# [Material supplied]
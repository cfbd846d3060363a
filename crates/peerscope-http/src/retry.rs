//! Bounded retry loop for external calls.
//!
//! Only [`ExternalError::RateLimited`] and [`ExternalError::Timeout`] are
//! retried. Everything else, including network failures, is returned after
//! the first attempt.

use std::future::Future;
use std::time::Duration;

use peerscope_core::ExternalError;

use crate::policy::RetryPolicy;

/// Delay before the next attempt, or `None` if `err` is not retried here.
fn retry_delay(err: &ExternalError, policy: &RetryPolicy, retries_so_far: u32) -> Option<Duration> {
    match err {
        ExternalError::RateLimited { .. } => Some(policy.rate_limit_backoff.delay(retries_so_far)),
        ExternalError::Timeout { .. } => Some(policy.timeout_delay),
        _ => None,
    }
}

/// Stamps the final attempt count onto an exhausted retriable error.
fn with_attempts(err: ExternalError, attempts: u32) -> ExternalError {
    match err {
        ExternalError::RateLimited { target, .. } => ExternalError::RateLimited { target, attempts },
        ExternalError::Timeout { target, .. } => ExternalError::Timeout { target, attempts },
        other => other,
    }
}

/// Runs `operation` until it succeeds, fails terminally, or has been retried
/// `policy.max_retries` times.
///
/// With `max_retries = 3` the operation runs at most 4 times. The returned
/// error for an exhausted retry carries the total attempt count.
///
/// # Errors
///
/// Returns the last [`ExternalError`] produced by `operation`.
pub async fn call_with_retry<T, F, Fut>(
    target: &str,
    policy: &RetryPolicy,
    mut operation: F,
) -> Result<T, ExternalError>
where
    F: FnMut() -> Fut,
    Fut: Future<Output = Result<T, ExternalError>>,
{
    let mut retries = 0u32;
    loop {
        let err = match operation().await {
            Ok(value) => return Ok(value),
            Err(err) => err,
        };

        let Some(delay) = retry_delay(&err, policy, retries) else {
            return Err(err);
        };
        if retries >= policy.max_retries {
            let err = with_attempts(err, retries + 1);
            tracing::error!(service = target, attempts = retries + 1, error = %err, "giving up after retries");
            return Err(err);
        }

        retries += 1;
        #[allow(clippy::cast_possible_truncation)]
        let delay_ms = delay.as_millis() as u64;
        tracing::warn!(
            service = target,
            attempt = retries,
            max_retries = policy.max_retries,
            delay_ms,
            error = %err,
            "transient failure, retrying after back-off"
        );
        tokio::time::sleep(delay).await;
    }
}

# [Exercise brief]
The response must contain each line above that holds the string "Duration".

# [Task response]
use std::time::Duration;
fn retry_delay(err: &ExternalError, policy: &RetryPolicy, retries_so_far: u32) -> Option<Duration> {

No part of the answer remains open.